Engagements may be structured as project-based, retainer-based, or ongoing support arrangements as specified in the SOW. Payment terms are outlined in each SOW and typically include milestone-based invoicing with payment due within 15-30 days of invoice date. Work performed outside the agreed scope requires written approval and a revised SOW with associated pricing.
The Client agrees to:
Client retains all rights to their business data, workflows, and proprietary information. ZenTechCX retains ownership of its pre-existing intellectual property, methodologies, tools, scripts, and frameworks. Custom Development work may be assigned to Client as work-for-hire if explicitly stated in the SOW. Otherwise, ZenTechCX grants Client a perpetual, worldwide, royalty-free license to use Custom Development deliverables for their internal business purposes.
ZenTechCX accesses Client data only as necessary to perform the agreed Services. We do not store or process personal data beyond what is required for service delivery, and only with Client consent. All data is handled in accordance with our Privacy Policy and appropriate security measures including encryption in transit and access controls. ZenTechCX does not claim ownership of any Client data.
Both parties agree to maintain the confidentiality of all Confidential Information received during the engagement. Confidential Information may not be disclosed to third parties without prior written consent, except where required by law. This obligation survives termination of the engagement for a period of three (3) years.

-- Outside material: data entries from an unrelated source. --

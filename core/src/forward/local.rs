//! Local-to-remote port forwarding.
//!
//! A listener on the configured bind address accepts local TCP connections
//! and splices each onto an SSH `direct-tcpip` channel toward the remote
//! endpoint, with the peer address reported as the originator. A failed
//! channel open closes only that connection; the listener keeps serving.

use std::net::SocketAddr;
use std::sync::atomic::{AtomicBool, Ordering};
use std::sync::{Arc, Mutex};
use std::thread;
use std::time::{Duration, Instant};

use tracing::{debug, error, info};

use super::{ForwarderStats, ReadyFlag, TunnelStats, ACCEPT_IDLE_SLEEP};
use crate::config::TunnelConfig;
use crate::errors::{ClientError, Result};

/// How long a tunnel worker keeps retrying the channel open.
const CHANNEL_OPEN_TIMEOUT: Duration = Duration::from_secs(10);

/// An active local forward and its worker threads.
#[derive(Debug)]
pub struct PortForwarder {
    shutdown: Arc<AtomicBool>,
    ready: Arc<ReadyFlag>,
    listener_thread: Option<thread::JoinHandle<()>>,
    tunnels: Arc<Mutex<Vec<thread::JoinHandle<()>>>>,
    stats: Arc<ForwarderStats>,
    local_addr: SocketAddr,
    remote: (String, u16),
}

impl PortForwarder {
    /// Bind the local listener and start the accept loop.
    pub(crate) fn start(session: Arc<ssh2::Session>, tunnel: &TunnelConfig) -> Result<Self> {
        let listener = super::bind_listener(&tunnel.src.0, tunnel.src.1)?;
        listener.set_nonblocking(true)?;
        let local_addr = listener.local_addr()?;

        let shutdown = Arc::new(AtomicBool::new(false));
        let ready = Arc::new(ReadyFlag::new());
        let tunnels = Arc::new(Mutex::new(Vec::new()));
        let stats = Arc::new(ForwarderStats::new());
        let remote = tunnel.dst.clone();

        info!(local = %local_addr, remote_host = %remote.0, remote_port = remote.1, "Starting local forward");

        let listener_thread = {
            let shutdown = shutdown.clone();
            let ready = ready.clone();
            let tunnels = tunnels.clone();
            let stats = stats.clone();
            let remote = remote.clone();
            thread::Builder::new()
                .name(format!("forward-{}", local_addr.port()))
                .spawn(move || {
                    accept_loop(listener, session, remote, shutdown, ready, tunnels, stats);
                })
                .map_err(|e| ClientError::Channel(format!("failed to spawn accept loop: {e}")))?
        };

        Ok(Self {
            shutdown,
            ready,
            listener_thread: Some(listener_thread),
            tunnels,
            stats,
            local_addr,
            remote,
        })
    }

    /// Block until the accept loop is serving; `TunnelNotStarted` otherwise.
    pub fn wait_started(&self, timeout: Duration) -> Result<()> {
        if self.ready.wait(timeout) {
            Ok(())
        } else {
            Err(ClientError::TunnelNotStarted {
                addr: self.local_addr.to_string(),
                timeout,
            })
        }
    }

    /// The bound local address (useful with port 0).
    pub fn local_addr(&self) -> SocketAddr {
        self.local_addr
    }

    /// The remote endpoint connections are tunneled to.
    pub fn remote_endpoint(&self) -> (&str, u16) {
        (&self.remote.0, self.remote.1)
    }

    pub fn stats(&self) -> TunnelStats {
        self.stats.snapshot()
    }

    /// Stop accepting and close every in-flight tunnel.
    pub fn shutdown(&mut self) {
        self.shutdown.store(true, Ordering::Relaxed);
        if let Some(handle) = self.listener_thread.take() {
            let _ = handle.join();
        }
        let drained: Vec<_> = {
            let mut tunnels = self.tunnels.lock().unwrap_or_else(|e| e.into_inner());
            tunnels.drain(..).collect()
        };
        for handle in drained {
            let _ = handle.join();
        }
        debug!(local = %self.local_addr, "Local forward stopped");
    }
}

impl Drop for PortForwarder {
    fn drop(&mut self) {
        self.shutdown();
    }
}

#[allow(clippy::too_many_arguments)]
fn accept_loop(
    listener: std::net::TcpListener,
    session: Arc<ssh2::Session>,
    remote: (String, u16),
    shutdown: Arc<AtomicBool>,
    ready: Arc<ReadyFlag>,
    tunnels: Arc<Mutex<Vec<thread::JoinHandle<()>>>>,
    stats: Arc<ForwarderStats>,
) {
    ready.set();
    while !shutdown.load(Ordering::Relaxed) {
        match listener.accept() {
            Ok((stream, peer)) => {
                stats.connection_opened();
                let session = session.clone();
                let remote = remote.clone();
                let shutdown = shutdown.clone();
                let stats_for_worker = stats.clone();
                let worker = thread::spawn(move || {
                    run_tunnel(stream, peer, session, remote, &shutdown, &stats_for_worker);
                    stats_for_worker.connection_closed();
                });
                tunnels
                    .lock()
                    .unwrap_or_else(|e| e.into_inner())
                    .push(worker);
            }
            Err(ref e) if e.kind() == std::io::ErrorKind::WouldBlock => {
                thread::sleep(ACCEPT_IDLE_SLEEP);
            }
            Err(e) => {
                if !shutdown.load(Ordering::Relaxed) {
                    error!("Local forward accept error: {e}");
                }
                break;
            }
        }
    }
}

fn run_tunnel(
    stream: std::net::TcpStream,
    peer: SocketAddr,
    session: Arc<ssh2::Session>,
    remote: (String, u16),
    shutdown: &AtomicBool,
    stats: &ForwarderStats,
) {
    let src_ip = peer.ip().to_string();
    let deadline = Instant::now() + CHANNEL_OPEN_TIMEOUT;
    let channel = match super::open_direct_tcpip(
        &session,
        &remote.0,
        remote.1,
        Some((&src_ip, peer.port())),
        deadline,
    ) {
        Ok(channel) => channel,
        Err(e) => {
            error!(
                "Forward request from {peer} to {}:{} failed: {e}",
                remote.0, remote.1
            );
            let _ = stream.shutdown(std::net::Shutdown::Both);
            return;
        }
    };
    debug!(
        "Tunnel open {peer} -> {}:{}",
        remote.0, remote.1
    );
    super::splice(stream, channel, shutdown, stats);
    debug!("Tunnel closed from {peer}");
}
//! Shared helpers for termbridge-core integration tests.
//!
//! Network-dependent tests need a reachable SSH server on 127.0.0.1:22 and
//! credentials in `TERMBRIDGE_TEST_USER` / `TERMBRIDGE_TEST_PASSWORD`;
//! they skip at runtime otherwise, following the same convention as the
//! screen/lifecycle tests that run everywhere.

// Each integration test is compiled as its own crate, so not every test
// file uses every helper here.
#![allow(dead_code)]

use std::net::TcpStream;
use std::path::Path;
use std::time::Duration;

use termbridge_core::{Client, ClientConfig, ConnectOptions, KnownHostsPolicy, ShellOptions};

pub const SSH_HOST: &str = "127.0.0.1";
pub const SSH_PORT: u16 = 22;

/// Check if a TCP port accepts connections within 2 seconds.
pub fn is_port_reachable(host: &str, port: u16) -> bool {
    format!("{host}:{port}")
        .parse()
        .is_ok_and(|addr| TcpStream::connect_timeout(&addr, Duration::from_secs(2)).is_ok())
}

/// Credentials for the local test server, when provided.
pub fn ssh_credentials() -> Option<(String, String)> {
    let user = std::env::var("TERMBRIDGE_TEST_USER").ok()?;
    let password = std::env::var("TERMBRIDGE_TEST_PASSWORD").ok()?;
    Some((user, password))
}

/// Everything a network test needs, or `None` to skip.
pub fn ssh_test_setup() -> Option<(String, String)> {
    let credentials = ssh_credentials()?;
    is_port_reachable(SSH_HOST, SSH_PORT).then_some(credentials)
}

/// Skip the current test unless a local SSH server and credentials are
/// available. Runtime check instead of `#[ignore]` so `cargo test` output
/// names what was skipped.
macro_rules! require_ssh {
    () => {
        match common::ssh_test_setup() {
            Some(setup) => setup,
            None => {
                eprintln!(
                    "SKIPPED: needs sshd on 127.0.0.1:22 plus \
                     TERMBRIDGE_TEST_USER/TERMBRIDGE_TEST_PASSWORD"
                );
                return;
            }
        }
    };
}
pub(crate) use require_ssh;

/// Config against the local test server: auto-add host keys into a private
/// store, X11 off, short timeouts.
pub fn local_config(user: &str, host_keys_file: &Path) -> ClientConfig {
    ClientConfig {
        x11: false,
        known_hosts_policy: KnownHostsPolicy::AutoAdd,
        host_keys_file: Some(host_keys_file.to_path_buf()),
        connect_timeout: Some(Duration::from_secs(5)),
        ..ClientConfig::new(SSH_HOST, user)
    }
}

/// Connect with password auth and open a default shell.
pub fn connected_shell_client(
    user: &str,
    password: &str,
    host_keys_file: &Path,
) -> Client {
    let mut client = Client::new(local_config(user, host_keys_file));
    client
        .connect(ConnectOptions {
            password: Some(password.to_string()),
            ..ConnectOptions::default()
        })
        .expect("connect to local sshd");
    client
        .invoke_shell(ShellOptions::default())
        .expect("invoke shell");
    client
}

/// Rows that contain at least one ASCII letter.
pub fn lettered_rows(rows: &[String]) -> Vec<String> {
    rows.iter()
        .filter(|row| row.chars().any(|c| c.is_ascii_alphabetic()))
        .cloned()
        .collect()
}

/// Drive the echo round trip on an already-shelled client: the command's
/// output must land on the row before the fresh prompt.
pub fn assert_echo_round_trip(client: &Client) {
    std::thread::sleep(Duration::from_millis(500));
    client.send("echo Hello World\n").expect("send");
    std::thread::sleep(Duration::from_millis(500));

    let rows = lettered_rows(&client.display_screen().expect("display"));
    assert!(rows.len() >= 2, "screen too empty: {rows:?}");
    let penultimate = &rows[rows.len() - 2];
    assert!(
        penultimate.starts_with("Hello World"),
        "expected echo output before the prompt, got {rows:?}"
    );
}
use crate::config::ClientConfig;
use crate::errors::{classify_ssh_error, ssh_would_block, ClientError, Result};
use crate::forward::X11Forwarder;
use crate::screen::{Cell, TerminalScreen};
use crate::transport::proxy_command::CommandPipe;

/// Embedder callback: raw bytes just received, or `None` to request a full
/// repaint (scroll, resize, shell end).
pub type OnRecv = dyn Fn(Option<&[u8]>) + Send + Sync;

/// Receive buffer size for the shell channel.
const RECV_BUF: usize = 8192;
/// Idle sleep of the non-blocking shell reader.
const RECV_IDLE_SLEEP: Duration = Duration::from_millis(20);
/// Default bound for one-shot command execution.
const DEFAULT_EXEC_TIMEOUT: Duration = Duration::from_secs(30);

/// Session lifecycle. `shell_active` is true exactly in `Shelled` and the
/// draining part of `Closing`.
#[derive(Debug, Clone, Copy, PartialEq, Eq)]
pub enum SessionState {
    Idle,
    Connecting,
    Authenticated,
    Shelled,
    Closing,
    Closed,
}

/// Options for `invoke_shell`.
pub struct ShellOptions {
    pub cols: u16,
    pub rows: u16,
    pub width_px: u32,
    pub height_px: u32,
    pub history: usize,
    pub on_recv: Option<Box<OnRecv>>,
}

impl Default for ShellOptions {
    fn default() -> Self {
        Self {
            cols: 80,
            rows: 24,
            width_px: 0,
            height_px: 0,
            history: 100,
            on_recv: None,
        }
    }
}

impl std::fmt::Debug for ShellOptions {
    fn fmt(&self, f: &mut std::fmt::Formatter<'_>) -> std::fmt::Result {
        f.debug_struct("ShellOptions")
            .field("cols", &self.cols)
            .field("rows", &self.rows)
            .field("history", &self.history)
            .finish()
    }
}

enum SessionTransport {
    Ssh { session: Arc<ssh2::Session> },
    Pipe { pipe: Mutex<CommandPipe> },
}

Services may involve integration with third-party platforms such as Zendesk, AWS, Google Cloud, Jira, Salesforce, and others. The Client is solely responsible for obtaining and maintaining appropriate licenses, paying associated fees, and ensuring compliance with the terms of these third-party services. ZenTechCX is not liable for any issues, outages, or changes to third-party platforms.
ZenTechCX will perform Services using industry-standard professional practices and reasonable skill and care. However, we do not guarantee specific business outcomes or results that depend on external factors beyond our control. Services are provided "as is" without warranties of merchantability or fitness for a particular purpose, except as expressly stated in writing.
Limited hypercare support may be included in the initial delivery as specified in the SOW. Ongoing maintenance, support, and enhancements require a separate maintenance agreement. Any changes, modifications, or troubleshooting requested after project handover will be billed at standard consulting rates.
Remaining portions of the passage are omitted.